Metadata are formally-structured documentation of digital data products. They describe the "who, what, when, where, why, and how" of every aspect of the data. Creating metadata is like library cataloging, but for metadata more details of the science behind the data must be understood and included in the record. Executive Order 12906 requires Federal agencies to document all new digital geospatial data products using standard metadata; this strategy is intended to meet that requirement as well as to exploit the power of this organizing technology.

An overall Division strategy to implement metadata is given below, followed by more detailed recommendations concerning work-flow, available tools, training, and finally, exchange of metadata and use of the National Geospatial Data Clearinghouse to enhance our own research.

This strategy will require the commitment of some technologically-oriented scientists or scientifically-literate computer specialists, at least one per Division program or team. No unusual hardware or software acquisition is called for. Initially the online catalog can be situated at a single web site equipped with some sophisticated software; in the future the catalog can be presented from many sites.

Metadata specialists will serve as de facto program- or team-level data managers.

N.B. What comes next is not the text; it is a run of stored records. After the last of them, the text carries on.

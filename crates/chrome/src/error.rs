/// Errors raised while allocating ports, launching the renderer, or talking
/// to it over the debugging channel.
#[derive(Debug, thiserror::Error)]
pub enum BrowserError {
    /// No free debugging port in the scan range.
    #[error("Cant find free port")]
    ResourceExhausted,

    /// The renderer process could not be started or died during startup.
    #[error("Browser launch failed: {0}")]
    LaunchFailed(String),

    /// The debugging endpoint never became reachable.
    #[error("Cant connect to browser: {0}")]
    ConnectTimeout(String),

    /// The renderer answered, but not in the state we expect.
    #[error("Unexpected browser state: {0}")]
    UnexpectedState(String),

    /// No response with a matching id arrived in time.
    #[error("Browser method '{method}' timed out")]
    Timeout { method: String },

    /// The channel closed or produced an unreadable frame.
    #[error("Protocol error: {0}")]
    Protocol(String),

    /// The renderer answered a command with an error object.
    #[error("Browser method '{method}' failed: {message}")]
    Remote { method: String, message: String },

    #[error("IO error: {0}")]
    Io(#[from] std::io::Error),
}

They will need two days of intensive training and follow-up support (via the network) from those in the Division who have more experience with metadata. The first day of the two-day training should be attended by those who will review metadata as well as those who will create it.

This scheme will make data product development more consistent Division-wide, which will increase quality and, more importantly, increase awareness of, and use of our information by our customers.

Background

Throughout the 1980s and early 1990s, the improving capability of desktop computers to carry out complex analyses has increased the popularity of geographic information systems (GIS). As they became familiar with GIS technology, people at all levels of government, in industry, and in academia have been calling for better access to publically-available geospatial information and more general use of standard terms of reference and of standard formats for the exchange of geospatial data and information.

In April of 1994, President Clinton signed Executive Order 12906 initiating the National Spatial Data Infrastructure (NSDI), a Federal coordination effort to answer the need for quality spatial information. A key element of NSDI is the development of a National Geospatial Data Clearinghouse, a source of descriptions (metadata) of geospatial data that are available to the public. Users can search the metadata held in the Clearinghouse to determine whether geospatial data for a given region exist and whether those data are appropriate for solving their specific problems.

The Clearinghouse is a distributed network of internet sites providing metadata (information about geospatial data) to users in a consistent manner. Its success depends on the overall consistency of the metadata that are made available, because users are expected to evaluate metadata from numerous sources in order to determine which data meet their needs.

The Clearinghouse is especially advantageous to geoscientists, because it helps avoid needless duplication of effort and enhances the quality and usability of new products by providing a way to create consistent documentation even when the data are highly diverse. Often it is easier and less costly to build on existing data rather than to start from scratch, especially when the quality of the existing data are well documented.

To promote consistency in metadata, the Federal Geographic Data Committee (FGDC), an interagency council charged with coordinating the Federal implementation of NSDI, has produced the Content Standards for Digital Geospatial Metadata (CSDGM). That document provides standard terms describing elements common to most geospatial data, and encourages people who document geospatial data sets to use these terms.

The Content Standards for Digital Geospatial Metadata (hereafter referred to simply as "the standard") describes not only the terms of reference but also specifies the relationships among those terms. The relationships, many of which are hierarchical, are complex and a formal syntax is provided to specify them.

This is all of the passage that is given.